TASK REQUIREMENTS
Please give the number of lines that hold the string "filename" in the listing, without any other words.

EXTRACTED INFORMATION
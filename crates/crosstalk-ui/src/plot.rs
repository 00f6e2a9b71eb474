//! Float buffer fed by engine data packets (scopes, VU meters, waveform plots).

use crosstalk_core::{read_f32s, DATA_PACKET_SIZE};

#[derive(Debug, Clone)]
pub struct PlotBuffer {
    samples: Vec<f32>,
    revision: u64,
}

impl PlotBuffer {
    pub fn new(len: usize) -> Self {
        Self {
            samples: vec![0.0; len],
            revision: 0,
        }
    }

    /// Overwrite from a little-endian `f32` payload. Returns the number of values read.
    ///
    /// Values past the end of the payload keep their previous contents.
    pub fn update_from_bytes(&mut self, payload: &[u8]) -> usize {
        let read = read_f32s(payload, &mut self.samples);
        self.revision += 1;
        read
    }

    pub fn update(&mut self, samples: &[f32]) {
        let n = samples.len().min(self.samples.len());
        self.samples[..n].copy_from_slice(&samples[..n]);
        self.revision += 1;
    }

    #[inline]
    pub fn samples(&self) -> &[f32] {
        &self.samples
    }

    /// Bumped on every update; compare against a stored value to know when to redraw.
    #[inline]
    pub fn revision(&self) -> u64 {
        self.revision
    }

    pub fn peak(&self) -> f32 {
        self.samples.iter().fold(0.0f32, |acc, s| acc.max(s.abs()))
    }
}

impl Default for PlotBuffer {
    fn default() -> Self {
        Self::new(DATA_PACKET_SIZE)
    }
}
//! Core of the crosstalk UI <-> audio engine channel.
//!
//! Provides the message model, the fixed-size envelope codec and the
//! lock-free single-producer/single-consumer queues both endpoints are built on.
//!
//! # Example
//!
//! ```
//! use crosstalk_core::{message_queue, Message, ParamIndex};
//!
//! let (mut tx, mut rx) = message_queue(64)?;
//! tx.push(&Message::parameter_change(ParamIndex(0), 1.7))?;
//!
//! let envelope = rx.try_pop().unwrap();
//! assert_eq!(
//!     envelope.decode()?,
//!     Message::parameter_change(ParamIndex(0), 1.0)
//! );
//! # Ok::<(), crosstalk_core::Error>(())
//! ```

pub mod config;
pub mod envelope;
pub mod error;
pub mod message;
pub mod midi;
pub mod queue;
pub mod tags;

pub use config::{ChannelConfig, PacketCadence};
pub use envelope::{read_f32s, Envelope};
pub use error::{Error, Result};
pub use message::{
    clamp_normalized, Message, MessageKind, DATA_PACKET_SIZE, MAX_PAYLOAD_SIZE,
};
pub use midi::MidiEvent;
pub use queue::{message_queue, MessageConsumer, MessageProducer, QueueStats, DEFAULT_CAPACITY};
pub use tags::{ControlSpec, ControlTag, MsgTag, ParamIndex, ParamSpec, TagMap, TagMapBuilder};
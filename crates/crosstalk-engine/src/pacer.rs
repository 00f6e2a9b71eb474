//! Decides which blocks carry a plot/VU data packet.

use crosstalk_core::PacketCadence;

#[derive(Debug, Clone)]
pub struct PacketPacer {
    cadence: PacketCadence,
    blocks: u32,
    samples: u64,
}

impl PacketPacer {
    pub fn new(cadence: PacketCadence) -> Self {
        Self {
            cadence,
            blocks: 0,
            samples: 0,
        }
    }

    #[inline]
    pub fn cadence(&self) -> PacketCadence {
        self.cadence
    }

    /// Advance by one block of `block_len` samples. True if a packet is due.
    #[inline]
    pub fn tick(&mut self, block_len: usize) -> bool {
        match self.cadence {
            PacketCadence::EveryBlock => true,
            PacketCadence::Disabled => false,
            PacketCadence::EveryNthBlock(n) => {
                self.blocks += 1;
                if self.blocks >= n.max(1) {
                    self.blocks = 0;
                    true
                } else {
                    false
                }
            }
            PacketCadence::SampleInterval(interval) => {
                let interval = u64::from(interval.max(1));
                self.samples += block_len as u64;
                if self.samples >= interval {
                    // Keep the remainder so the long-run rate stays exact.
                    self.samples %= interval;
                    true
                } else {
                    false
                }
            }
        }
    }

    pub fn reset(&mut self) {
        self.blocks = 0;
        self.samples = 0;
    }
}
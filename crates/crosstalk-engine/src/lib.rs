//! Audio-thread endpoint of the crosstalk channel.
//!
//! Everything here runs on the real-time thread: draining is bounded per
//! block, sending never blocks, and nothing allocates after construction.
//!
//! - [`EngineDispatcher`] - drains UI messages into the parameter store, the
//!   block's MIDI list, and a [`MessageHandler`]
//! - [`EngineSender`] - parameter echoes, control values, MIDI, data packets
//! - [`PacketPacer`] - configurable cadence for plot/VU packets
//! - [`EngineEndpoint`] - all of the above behind one handle

pub mod dispatch;
pub mod endpoint;
pub mod events;
pub mod pacer;
pub mod params;
pub mod sender;

pub use dispatch::{DrainReport, EngineDispatcher, MessageHandler};
pub use endpoint::EngineEndpoint;
pub use events::{BlockEvents, MAX_BLOCK_EVENTS};
pub use pacer::PacketPacer;
pub use params::ParameterStore;
pub use sender::EngineSender;
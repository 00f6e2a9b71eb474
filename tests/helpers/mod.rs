//! Test helpers and fixtures for crosstalk integration tests

#![allow(dead_code)]

use std::sync::Once;

use crosstalk::prelude::*;

/// Standard block size for deterministic testing
pub const TEST_BLOCK_LEN: usize = 512;

static TRACING: Once = Once::new();

/// Route `tracing` output through the test harness. Filter with `RUST_LOG`.
pub fn init_tracing() {
    TRACING.call_once(|| {
        let _ = tracing_subscriber::fmt()
            .with_env_filter(tracing_subscriber::EnvFilter::from_default_env())
            .with_test_writer()
            .try_init();
    });
}

/// Tag map of a small gain plugin with a scope and a "hello" button.
///
/// - params: `gain` (0), `mix` (1)
/// - controls: `gain_knob` (0, bound to gain), `hello_button` (1), `scope` (2)
/// - messages: `hello` (0), `data` (1)
pub fn test_tags() -> TagMap {
    TagMap::builder()
        .param("gain", 0.5)
        .param("mix", 1.0)
        .control("gain_knob", Some("gain"))
        .control("hello_button", None)
        .control("scope", None)
        .message("hello")
        .message("data")
        .build()
        .expect("Failed to build test tag map")
}

pub fn test_channel() -> (UiEndpoint, EngineEndpoint) {
    init_tracing();
    channel(test_tags()).expect("Failed to create test channel")
}

/// Records everything the engine forwards to its host-side handler.
#[derive(Debug, Default)]
pub struct Recorder {
    pub messages: Vec<(MsgTag, Option<ControlTag>, Vec<u8>)>,
    pub sysex: Vec<(Vec<u8>, u32)>,
    pub edits: Vec<(ParamIndex, bool)>,
    pub applied: Vec<(ParamIndex, f64)>,
}

impl MessageHandler for Recorder {
    fn on_message(&mut self, tag: MsgTag, control: Option<ControlTag>, data: &[u8]) {
        self.messages.push((tag, control, data.to_vec()));
    }

    fn on_sysex(&mut self, data: &[u8], sample_offset: u32) {
        self.sysex.push((data.to_vec(), sample_offset));
    }

    fn on_edit(&mut self, param: ParamIndex, begin: bool) {
        self.edits.push((param, begin));
    }

    fn on_parameter_applied(&mut self, param: ParamIndex, value: f64) {
        self.applied.push((param, value));
    }
}
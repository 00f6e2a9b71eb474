//! UI-thread endpoint for crosstalk channels.
//!
//! [`UiEndpoint`] sends user gestures (edit begin/change/end, note on/off,
//! custom messages) to the engine and, on each [`tick`](UiEndpoint::tick),
//! drains engine messages into a [`DispatchTable`] of widget callbacks.
//! Parameter echoes for a control the user is currently dragging are
//! suppressed.
//!
//! Enable the `webview` feature for the JSON command bridge used by
//! web-based editors.

pub mod edit;
pub mod endpoint;
pub mod error;
pub mod plot;
pub mod table;
#[cfg(feature = "webview")]
pub mod webview;

pub use edit::EditState;
pub use endpoint::{TickReport, UiEndpoint};
pub use error::{Error, Result};
pub use plot::PlotBuffer;
pub use table::DispatchTable;
#[cfg(feature = "webview")]
pub use webview::{
    handle_json, params_json, script_for, script_for_json, WebViewCommand, JSON_MSG_TAG,
};
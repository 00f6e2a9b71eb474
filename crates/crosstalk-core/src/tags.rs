//! Typed identifiers and the tag map shared by both endpoints.
//!
//! Parameters, controls and custom message kinds are declared once in a
//! [`TagMap`] and handed to the UI and the engine at construction, so neither
//! side relies on ambient constants.
//!
//! # Example
//!
//! ```
//! use crosstalk_core::TagMap;
//!
//! let tags = TagMap::builder()
//!     .param("gain", 0.5)
//!     .control("volume_slider", Some("gain"))
//!     .control("button", None)
//!     .message("hello")
//!     .message("data")
//!     .build()
//!     .unwrap();
//!
//! let gain = tags.param("gain").unwrap();
//! assert_eq!(tags.control_for_param(gain), tags.control("volume_slider"));
//! ```

use serde::{Deserialize, Serialize};

use crate::{Error, Result};

/// Index of a plugin parameter.
#[derive(Debug, Clone, Copy, PartialEq, Eq, Hash, PartialOrd, Ord, Serialize, Deserialize)]
#[serde(transparent)]
pub struct ParamIndex(pub u32);

/// Opaque identifier of a UI control.
#[derive(Debug, Clone, Copy, PartialEq, Eq, Hash, Serialize, Deserialize)]
#[serde(transparent)]
pub struct ControlTag(pub i32);

/// Sub-type of an arbitrary data message.
#[derive(Debug, Clone, Copy, PartialEq, Eq, Hash, Serialize, Deserialize)]
#[serde(transparent)]
pub struct MsgTag(pub i32);

impl ParamIndex {
    #[inline]
    pub fn index(self) -> usize {
        self.0 as usize
    }
}

impl From<u32> for ParamIndex {
    fn from(value: u32) -> Self {
        Self(value)
    }
}

impl From<i32> for ControlTag {
    fn from(value: i32) -> Self {
        Self(value)
    }
}

impl From<i32> for MsgTag {
    fn from(value: i32) -> Self {
        Self(value)
    }
}

/// A declared parameter.
#[derive(Debug, Clone, PartialEq, Serialize, Deserialize)]
pub struct ParamSpec {
    pub name: String,
    /// Default normalized value (0.0-1.0).
    #[serde(default)]
    pub default: f64,
}

/// A declared UI control, optionally bound to a parameter.
#[derive(Debug, Clone, PartialEq, Serialize, Deserialize)]
pub struct ControlSpec {
    pub name: String,
    #[serde(default)]
    pub param: Option<String>,
}

/// Names of parameters, controls and message tags. Ids follow declaration order.
#[derive(Debug, Clone, Default, PartialEq, Serialize, Deserialize)]
#[serde(default)]
pub struct TagMap {
    pub params: Vec<ParamSpec>,
    pub controls: Vec<ControlSpec>,
    pub messages: Vec<String>,
}

impl TagMap {
    pub fn builder() -> TagMapBuilder {
        TagMapBuilder::default()
    }

    pub fn validate(&self) -> Result<()> {
        for (i, p) in self.params.iter().enumerate() {
            if self.params[..i].iter().any(|q| q.name == p.name) {
                return Err(Error::InvalidConfig(format!(
                    "duplicate parameter '{}'",
                    p.name
                )));
            }
            if !(0.0..=1.0).contains(&p.default) {
                return Err(Error::InvalidConfig(format!(
                    "parameter '{}' default {} outside 0.0-1.0",
                    p.name, p.default
                )));
            }
        }

        for (i, c) in self.controls.iter().enumerate() {
            if self.controls[..i].iter().any(|d| d.name == c.name) {
                return Err(Error::InvalidConfig(format!(
                    "duplicate control '{}'",
                    c.name
                )));
            }
            if let Some(param) = &c.param {
                if self.param(param).is_none() {
                    return Err(Error::InvalidConfig(format!(
                        "control '{}' bound to unknown parameter '{}'",
                        c.name, param
                    )));
                }
            }
        }

        for (i, m) in self.messages.iter().enumerate() {
            if self.messages[..i].contains(m) {
                return Err(Error::InvalidConfig(format!("duplicate message tag '{m}'")));
            }
        }

        Ok(())
    }

    #[inline]
    pub fn param_count(&self) -> usize {
        self.params.len()
    }

    pub fn param(&self, name: &str) -> Option<ParamIndex> {
        self.params
            .iter()
            .position(|p| p.name == name)
            .map(|i| ParamIndex(i as u32))
    }

    pub fn control(&self, name: &str) -> Option<ControlTag> {
        self.controls
            .iter()
            .position(|c| c.name == name)
            .map(|i| ControlTag(i as i32))
    }

    pub fn message(&self, name: &str) -> Option<MsgTag> {
        self.messages
            .iter()
            .position(|m| m == name)
            .map(|i| MsgTag(i as i32))
    }

    pub fn param_spec(&self, param: ParamIndex) -> Option<&ParamSpec> {
        self.params.get(param.index())
    }

    pub fn message_name(&self, tag: MsgTag) -> Option<&str> {
        usize::try_from(tag.0)
            .ok()
            .and_then(|i| self.messages.get(i))
            .map(String::as_str)
    }

    /// The first control bound to `param`, if any.
    pub fn control_for_param(&self, param: ParamIndex) -> Option<ControlTag> {
        let name = &self.param_spec(param)?.name;
        self.controls
            .iter()
            .position(|c| c.param.as_deref() == Some(name.as_str()))
            .map(|i| ControlTag(i as i32))
    }

    /// The parameter a control is bound to, if any.
    pub fn param_for_control(&self, control: ControlTag) -> Option<ParamIndex> {
        let spec = usize::try_from(control.0)
            .ok()
            .and_then(|i| self.controls.get(i))?;
        self.param(spec.param.as_deref()?)
    }

    /// Default normalized values, indexed by parameter.
    pub fn defaults(&self) -> impl Iterator<Item = f64> + '_ {
        self.params.iter().map(|p| p.default)
    }
}

#[derive(Debug, Default)]
pub struct TagMapBuilder {
    map: TagMap,
}

impl TagMapBuilder {
    pub fn param(mut self, name: impl Into<String>, default: f64) -> Self {
        self.map.params.push(ParamSpec {
            name: name.into(),
            default,
        });
        self
    }

    pub fn control(mut self, name: impl Into<String>, param: Option<&str>) -> Self {
        self.map.controls.push(ControlSpec {
            name: name.into(),
            param: param.map(str::to_owned),
        });
        self
    }

    pub fn message(mut self, name: impl Into<String>) -> Self {
        self.map.messages.push(name.into());
        self
    }

    pub fn build(self) -> Result<TagMap> {
        self.map.validate()?;
        Ok(self.map)
    }
}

SOLUTION FOR THIS TASK
5